This volume of entirely new essays provides innovative, interdisciplinary approaches to the various ways Shakespeare’s Macbeth has been adapted and appropriated within the context of American racial constructions. Comprehensive in its scope, this collection addresses the enduringly fraught history of Macbeth in the United States, from its appearance as the first Shakespearean play documented in the American colonies to a proposed Hollywood film version with a black diasporic cast. Over two dozen contributions explore Macbeth’s haunting presence in American drama, poetry, film, music, history, politics, acting, and directing—all through the intersections of race and performance.




About the Author

Scott L. Newstok is Associate Professor of English at Rhodes College, where he organized the 2008 symposium on Macbeth and African-American culture. He has edited Kenneth Burke on Shakespeare (Parlor Press, 2007), and has published a study of the rhetoric of English epitaphs, Quoting Death in Early Modern England: The Poetics of Epitaphs Beyond the Tomb (Palgrave, 2009).

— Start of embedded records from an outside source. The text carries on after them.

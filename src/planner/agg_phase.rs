use std::fmt::Display;

use serde::{Deserialize, Serialize};

/// Stage of a distributed, possibly multi-round, aggregation.
///
/// - `Local`: aggregate each partition before any redistribution.
/// - `Global`: aggregate after rows of one group have been brought together.
/// - `DistinctLocal` / `DistinctGlobal`: the extra rounds used by
///   multi-round DISTINCT strategies.
#[derive(Debug, Clone, Copy, PartialEq, Eq, Hash, Deserialize, Serialize)]
pub enum AggPhase {
    Local,
    Global,
    DistinctLocal,
    DistinctGlobal,
}

impl AggPhase {
    pub fn is_global(&self) -> bool {
        matches!(self, AggPhase::Global | AggPhase::DistinctGlobal)
    }
}

impl Display for AggPhase {
    fn fmt(&self, f: &mut std::fmt::Formatter<'_>) -> std::fmt::Result {
        let name = match self {
            AggPhase::Local => "Local",
            AggPhase::Global => "Global",
            AggPhase::DistinctLocal => "DistinctLocal",
            AggPhase::DistinctGlobal => "DistinctGlobal",
        };
        f.write_str(name)
    }
}
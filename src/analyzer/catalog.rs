use std::collections::HashSet;

pub trait Catalog {
    /// Whether `name` is a base table known to the host.
    fn has_table(&self, name: &str) -> bool;
}

impl Catalog for HashSet<String> {
    fn has_table(&self, name: &str) -> bool {
        self.contains(name)
    }
}

#[cfg(test)]
mod tests {
    use super::*;

    #[test]
    fn hash_set_catalog_matches_exact_names() {
        let tables: HashSet<String> = ["orders".to_string()].into_iter().collect();
        assert!(tables.has_table("orders"));
        assert!(!tables.has_table("Orders"));
    }
}
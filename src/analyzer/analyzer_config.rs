use serde::{Deserialize, Serialize};

/// How references to a CTE are materialized, from the main body and from
/// other CTE bodies alike.
///
/// - `Auto`: inline when the CTE is referenced at most `inline_threshold` times,
///   share one analyzed plan otherwise. References made through other CTEs
///   count too.
/// - `AlwaysReuse`: every reference reads the shared plan.
/// - `AlwaysInline`: every reference gets its own analyzed copy.
#[derive(Debug, Default, Clone, Copy, PartialEq, Eq, Deserialize, Serialize)]
pub enum CteReuseMode {
    #[default]
    Auto,
    AlwaysReuse,
    AlwaysInline,
}

/// Analyzer configuration for CTE handling.
#[derive(Debug, Clone, PartialEq, Deserialize, Serialize)]
#[serde(default)]
pub struct AnalyzerConfig {
    /// Reuse-vs-inline policy
    pub cte_reuse: CteReuseMode,
    /// Reference count up to which `Auto` inlines a CTE
    pub inline_threshold: usize,
}

impl Default for AnalyzerConfig {
    fn default() -> Self {
        Self { cte_reuse: Default::default(), inline_threshold: 1 }
    }
}

impl AnalyzerConfig {
    /// Create default configuration.
    pub fn new() -> Self {
        Self::default()
    }

    /// Convenience: always share one analyzed plan per CTE.
    pub fn reuse() -> Self {
        Self { cte_reuse: CteReuseMode::AlwaysReuse, ..Self::default() }
    }

    /// Convenience: always analyze a fresh copy per reference.
    pub fn inline() -> Self {
        Self { cte_reuse: CteReuseMode::AlwaysInline, ..Self::default() }
    }

    pub fn auto(inline_threshold: usize) -> Self {
        Self { cte_reuse: CteReuseMode::Auto, inline_threshold }
    }

    /// Whether a CTE referenced `references` times should be inlined.
    pub fn should_inline(&self, references: usize) -> bool {
        match self.cte_reuse {
            CteReuseMode::Auto => references <= self.inline_threshold,
            CteReuseMode::AlwaysReuse => false,
            CteReuseMode::AlwaysInline => true,
        }
    }
}

#[cfg(test)]
mod tests {
    use super::*;

    #[test]
    fn default_inlines_single_references_only() {
        let cfg = AnalyzerConfig::new();
        assert_eq!(cfg.cte_reuse, CteReuseMode::Auto);
        assert!(cfg.should_inline(1));
        assert!(!cfg.should_inline(2));
    }

    #[test]
    fn fixed_modes_ignore_reference_count() {
        assert!(!AnalyzerConfig::reuse().should_inline(1));
        assert!(AnalyzerConfig::inline().should_inline(10));
        assert!(AnalyzerConfig::auto(3).should_inline(3));
        assert!(!AnalyzerConfig::auto(3).should_inline(4));
    }

    #[test]
    fn deserializes_with_defaults() {
        let cfg: AnalyzerConfig = serde_json::from_str(r#"{"cte_reuse":"AlwaysInline"}"#).unwrap();
        assert_eq!(cfg, AnalyzerConfig::inline());

        let cfg: AnalyzerConfig = serde_json::from_str("{}").unwrap();
        assert_eq!(cfg, AnalyzerConfig::default());
    }
}
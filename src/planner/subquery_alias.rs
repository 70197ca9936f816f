use std::sync::Arc;

use crate::planner::LogicalPlan;

/// An aliased subquery: `<alias> AS (<child>)`.
///
/// A WITH clause item is parsed into one of these; the alias is the CTE name.
#[derive(Debug, Clone, PartialEq)]
pub struct SubqueryAlias {
    alias: String,
    child: Arc<LogicalPlan>,
}

impl SubqueryAlias {
    pub fn new(alias: impl Into<String>, child: impl Into<Arc<LogicalPlan>>) -> Self {
        Self { alias: alias.into(), child: child.into() }
    }

    pub fn alias(&self) -> &str {
        &self.alias
    }

    pub fn child(&self) -> &Arc<LogicalPlan> {
        &self.child
    }
}
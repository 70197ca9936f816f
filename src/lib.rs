pub mod analyzer;
pub use analyzer::{
    AnalysisError, AnalyzerConfig, CteAnalyzer, CteChain, CteId, CteScopeRef, ReuseOutcome, ScopeId,
};

pub mod planner;
pub use planner::{AggMode, AggPhase, AggregateDescriptor, LogicalPlan, SubqueryAlias};
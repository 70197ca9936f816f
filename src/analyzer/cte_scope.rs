use std::sync::Arc;

use indexmap::IndexMap;
use once_cell::sync::OnceCell;
use tracing::{debug, warn};

use crate::{
    analyzer::{AnalysisBuilder, AnalysisError, CteId, Result},
    planner::{LogicalPlan, SubqueryAlias}
};

/// Position of a scope inside its [`CteChain`].
#[derive(Debug, Clone, Copy, PartialEq, Eq, Hash, PartialOrd, Ord)]
pub struct ScopeId(usize);

impl ScopeId {
    pub fn index(&self) -> usize {
        self.0
    }
}

/// One link of the WITH-clause chain: either a root, or the definition of a
/// single CTE together with everything visible at that point.
pub struct CteScope {
    name: Option<String>,
    parsed_plan: Option<SubqueryAlias>,
    /// Reuse-path cache. Written at most once.
    analyzed_plan: OnceCell<Arc<LogicalPlan>>,
    analysis_builder: OnceCell<Box<dyn AnalysisBuilder>>,
    cte_id: CteId,
    /// visible CTE name -> defining scope, including this scope itself
    visible: IndexMap<String, ScopeId>,
}

impl std::fmt::Debug for CteScope {
    fn fmt(&self, f: &mut std::fmt::Formatter<'_>) -> std::fmt::Result {
        f.debug_struct("CteScope")
            .field("name", &self.name)
            .field("cte_id", &self.cte_id)
            .field("analyzed", &self.analyzed_plan.get().is_some())
            .field("has_builder", &self.analysis_builder.get().is_some())
            .field("visible", &self.visible)
            .finish()
    }
}

/// Outcome of a reuse-path lookup.
#[derive(Debug, Clone)]
pub enum ReuseOutcome {
    /// No CTE of that name is visible.
    Unresolved,
    /// The CTE exists but its shared plan has not been analyzed yet.
    NotAnalyzed(CteId),
    Analyzed(Arc<LogicalPlan>),
}

impl ReuseOutcome {
    pub fn is_resolved(&self) -> bool {
        !matches!(self, ReuseOutcome::Unresolved)
    }

    pub fn plan(&self) -> Option<&Arc<LogicalPlan>> {
        match self {
            ReuseOutcome::Analyzed(plan) => Some(plan),
            _ => None,
        }
    }
}

/// Arena holding every scope built while analyzing one query block.
///
/// Scopes never move or change their visible set once pushed, so a
/// [`ScopeId`] stays valid for the chain's lifetime.
#[derive(Debug)]
pub struct CteChain {
    scopes: Vec<CteScope>,
}

impl Default for CteChain {
    fn default() -> Self {
        Self::new()
    }
}

impl CteChain {
    pub const ROOT: ScopeId = ScopeId(0);

    pub fn new() -> Self {
        Self { scopes: vec![CteScope::root(CteId::DEFAULT)] }
    }

    /// Number of scopes, root included. Never zero.
    pub fn scope_count(&self) -> usize {
        self.scopes.len()
    }

    /// Add a scope. `parsed_plan` and `predecessor` must both be present (a CTE
    /// definition) or both absent (a new root).
    pub fn push(
        &mut self,
        parsed_plan: Option<SubqueryAlias>,
        predecessor: Option<ScopeId>,
        cte_id: CteId,
    ) -> Result<ScopeId> {
        let id = ScopeId(self.scopes.len());
        let scope = match (parsed_plan, predecessor) {
            (None, None) => CteScope::root(cte_id),
            (Some(parsed_plan), Some(predecessor)) => {
                let previous = self.get(predecessor)?;
                let name = parsed_plan.alias().to_string();
                let mut visible = previous.visible.clone();
                visible.insert(name.clone(), id);
                CteScope {
                    name: Some(name),
                    parsed_plan: Some(parsed_plan),
                    analyzed_plan: OnceCell::new(),
                    analysis_builder: OnceCell::new(),
                    cte_id,
                    visible,
                }
            }
            (Some(parsed_plan), None) => {
                return Err(AnalysisError::MalformedScope(format!(
                    "CTE `{}` has no predecessor scope",
                    parsed_plan.alias()
                )));
            }
            (None, Some(_)) => {
                return Err(AnalysisError::MalformedScope(
                    "only a root scope may omit its CTE plan, and a root has no predecessor".into()
                ));
            }
        };

        debug!(
            cte = scope.name.as_deref().unwrap_or("<root>"),
            %cte_id,
            visible = scope.visible.len(),
            "registered CTE scope"
        );
        self.scopes.push(scope);
        Ok(id)
    }

    /// Register the definition of one CTE after `predecessor`.
    pub fn register(
        &mut self,
        parsed_plan: SubqueryAlias,
        predecessor: ScopeId,
        cte_id: CteId,
    ) -> Result<ScopeId> {
        self.push(Some(parsed_plan), Some(predecessor), cte_id)
    }

    pub fn set_analysis_builder<B>(&self, id: ScopeId, builder: B) -> Result<()>
    where
        B: AnalysisBuilder + 'static,
    {
        let scope = self.get(id)?;
        let name = scope.defined_name()?;
        scope
            .analysis_builder
            .set(Box::new(builder))
            .map_err(|_| AnalysisError::BuilderAlreadySet(name.to_string()))
    }

    /// Store the shared analyzed plan. A scope's plan can be written once.
    pub fn set_analyzed_plan(
        &self,
        id: ScopeId,
        plan: impl Into<Arc<LogicalPlan>>,
    ) -> Result<Arc<LogicalPlan>> {
        let scope = self.get(id)?;
        let name = scope.defined_name()?;
        let plan = plan.into();
        scope
            .analyzed_plan
            .set(plan.clone())
            .map_err(|_| AnalysisError::AlreadyAnalyzed(name.to_string()))?;
        debug!(cte = name, cte_id = %scope.cte_id, "stored analyzed CTE plan");
        Ok(plan)
    }

    pub fn root(&self) -> CteScopeRef<'_> {
        CteScopeRef { chain: self, id: Self::ROOT }
    }

    pub fn scope(&self, id: ScopeId) -> Option<CteScopeRef<'_>> {
        (id.0 < self.scopes.len()).then_some(CteScopeRef { chain: self, id })
    }

    /// The scope that defines `cte_id`. Root scopes are never returned.
    pub fn by_cte_id(&self, cte_id: CteId) -> Option<CteScopeRef<'_>> {
        self.scopes
            .iter()
            .position(|s| s.name.is_some() && s.cte_id == cte_id)
            .map(|i| CteScopeRef { chain: self, id: ScopeId(i) })
    }

    fn get(&self, id: ScopeId) -> Result<&CteScope> {
        self.scopes
            .get(id.0)
            .ok_or_else(|| AnalysisError::MalformedScope(format!("unknown scope {}", id.0)))
    }
}

impl CteScope {
    fn root(cte_id: CteId) -> Self {
        Self {
            name: None,
            parsed_plan: None,
            analyzed_plan: OnceCell::new(),
            analysis_builder: OnceCell::new(),
            cte_id,
            visible: IndexMap::new(),
        }
    }

    fn defined_name(&self) -> Result<&str> {
        self.name
            .as_deref()
            .ok_or_else(|| AnalysisError::MalformedScope("a root scope defines no CTE".into()))
    }

    fn analyze(&self) -> Result<LogicalPlan> {
        let name = self.defined_name()?;
        let builder = self
            .analysis_builder
            .get()
            .ok_or_else(|| AnalysisError::NoAnalysisBuilder(name.to_string()))?;
        builder.build().map_err(|source| {
            warn!(cte = name, error = %source, "CTE analysis failed");
            AnalysisError::CteAnalysis { name: name.to_string(), source }
        })
    }
}

/// Borrowed view of one scope, used for name resolution.
#[derive(Debug, Clone, Copy)]
pub struct CteScopeRef<'a> {
    chain: &'a CteChain,
    id: ScopeId,
}

impl<'a> CteScopeRef<'a> {
    fn scope(&self) -> &'a CteScope {
        &self.chain.scopes[self.id.0]
    }

    pub fn id(&self) -> ScopeId {
        self.id
    }

    pub fn name(&self) -> Option<&'a str> {
        self.scope().name.as_deref()
    }

    pub fn is_root(&self) -> bool {
        self.scope().name.is_none()
    }

    pub fn cte_id(&self) -> CteId {
        self.scope().cte_id
    }

    pub fn parsed_plan(&self) -> Option<&'a SubqueryAlias> {
        self.scope().parsed_plan.as_ref()
    }

    pub fn analyzed_plan(&self) -> Option<&'a Arc<LogicalPlan>> {
        self.scope().analyzed_plan.get()
    }

    /// CTE names visible here, in WITH order.
    pub fn visible_names(self) -> impl Iterator<Item = &'a str> + 'a {
        self.scope().visible.keys().map(String::as_str)
    }

    /// Visible CTEs with their ids, in WITH order.
    pub fn visible_ctes(self) -> impl Iterator<Item = (&'a str, CteId)> + 'a {
        let chain = self.chain;
        self.scope()
            .visible
            .iter()
            .map(move |(name, id)| (name.as_str(), chain.scopes[id.0].cte_id))
    }

    pub fn find(&self, name: &str) -> Option<CteScopeRef<'a>> {
        if self.name() == Some(name) {
            return Some(*self);
        }
        self.scope()
            .visible
            .get(name)
            .map(|&id| CteScopeRef { chain: self.chain, id })
    }

    pub fn contains(&self, name: &str) -> bool {
        self.find(name).is_some()
    }

    pub fn get_parsed_plan(&self, name: &str) -> Option<&'a SubqueryAlias> {
        self.find(name).and_then(|cte| cte.parsed_plan())
    }

    /// The shared analyzed plan of `name`, if it has been analyzed.
    pub fn get_reuse(&self, name: &str) -> ReuseOutcome {
        match self.find(name) {
            None => ReuseOutcome::Unresolved,
            Some(cte) => match cte.analyzed_plan() {
                Some(plan) => ReuseOutcome::Analyzed(plan.clone()),
                None => ReuseOutcome::NotAnalyzed(cte.cte_id()),
            },
        }
    }

    /// Shared plan of `name`, analyzing it first if needed. The builder runs
    /// at most once per scope on this path; a failed analysis is not cached.
    pub fn get_or_analyze(&self, name: &str) -> Result<Option<Arc<LogicalPlan>>> {
        let Some(cte) = self.find(name) else {
            return Ok(None);
        };
        let scope = cte.scope();
        let plan = scope.analyzed_plan.get_or_try_init(|| {
            let plan = scope.analyze()?;
            debug!(cte = name, cte_id = %scope.cte_id, "analyzed shared CTE plan");
            Ok::<_, AnalysisError>(Arc::new(plan))
        })?;
        Ok(Some(plan.clone()))
    }

    /// A freshly analyzed copy of `name`. Runs the builder on every call and
    /// never touches the shared plan.
    pub fn get_for_inline(&self, name: &str) -> Result<Option<Arc<LogicalPlan>>> {
        let Some(cte) = self.find(name) else {
            return Ok(None);
        };
        let scope = cte.scope();
        let plan = scope.analyze()?;
        debug!(cte = name, cte_id = %scope.cte_id, "analyzed inline CTE copy");
        Ok(Some(Arc::new(plan)))
    }
}
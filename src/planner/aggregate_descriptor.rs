use std::{fmt::Display, hash::{Hash, Hasher}};

use serde::{Deserialize, Serialize};

use crate::{analyzer::{AnalysisError, Result}, planner::{AggMode, AggPhase}};

/// Distributed shape of one physical aggregate node.
///
/// Equality and hashing only look at `(phase, mode)`. The colocation hint is
/// a physical-enforcement detail and must not split otherwise equivalent
/// plans apart, so two descriptors that differ only in the hint compare equal.
///
/// Descriptors are immutable; the `with_*` methods return a modified copy.
#[derive(Debug, Clone, Copy, Deserialize, Serialize)]
pub struct AggregateDescriptor {
    phase: AggPhase,
    mode: AggMode,
    #[serde(default)]
    needs_colocated_scan: bool,
}

impl AggregateDescriptor {
    pub fn new(phase: AggPhase, mode: AggMode) -> Self {
        Self::with_colocation(phase, mode, false)
    }

    pub fn with_colocation(phase: AggPhase, mode: AggMode, needs_colocated_scan: bool) -> Self {
        Self { phase, mode, needs_colocated_scan }
    }

    /// Build from optional parts, as handed over by a rule that has not
    /// decided every field yet. Both `phase` and `mode` are required.
    pub fn try_new(phase: Option<AggPhase>, mode: Option<AggMode>) -> Result<Self> {
        let phase = phase.ok_or(AnalysisError::MissingDescriptorField("phase"))?;
        let mode = mode.ok_or(AnalysisError::MissingDescriptorField("mode"))?;
        Ok(Self::new(phase, mode))
    }

    /// Single-phase local aggregation that may read from a colocated scan.
    pub fn local_result() -> Self {
        Self::with_colocation(AggPhase::Local, AggMode::InputToResult, true)
    }

    pub fn phase(&self) -> AggPhase {
        self.phase
    }

    pub fn mode(&self) -> AggMode {
        self.mode
    }

    pub fn needs_colocated_scan(&self) -> bool {
        self.needs_colocated_scan
    }

    pub fn with_phase(&self, phase: AggPhase) -> Self {
        Self { phase, ..*self }
    }

    pub fn with_mode(&self, mode: AggMode) -> Self {
        Self { mode, ..*self }
    }

    pub fn with_phase_and_mode(&self, phase: AggPhase, mode: AggMode) -> Self {
        Self { phase, mode, ..*self }
    }

    pub fn with_colocate_scan(&self, needs_colocated_scan: bool) -> Self {
        Self { needs_colocated_scan, ..*self }
    }
}

impl PartialEq for AggregateDescriptor {
    fn eq(&self, other: &Self) -> bool {
        self.phase == other.phase && self.mode == other.mode
    }
}

impl Eq for AggregateDescriptor {}

impl Hash for AggregateDescriptor {
    fn hash<H: Hasher>(&self, state: &mut H) {
        self.phase.hash(state);
        self.mode.hash(state);
    }
}

impl Display for AggregateDescriptor {
    fn fmt(&self, f: &mut std::fmt::Formatter<'_>) -> std::fmt::Result {
        write!(
            f,
            "AggregateDescriptor{{phase={}, mode={}, needs_colocated_scan={}}}",
            self.phase,
            self.mode,
            self.needs_colocated_scan
        )
    }
}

Ayanna Thompson is Associate Professor of English, and an affiliate faculty in Women & Gender Studies and Film & Media Studies at Arizona State University. She is author of Performing Race and Torture on the Early Modern Stage (Routledge, 2008), and the editor of Colorblind Shakespeare: New Perspectives on Race and Performance (Routledge, 2006) and two special issues of Shakespeare Bulletin and Borrowers and Lenders. Her new book project on Shakespeare and race, Passing Strange, is forthcoming from Oxford.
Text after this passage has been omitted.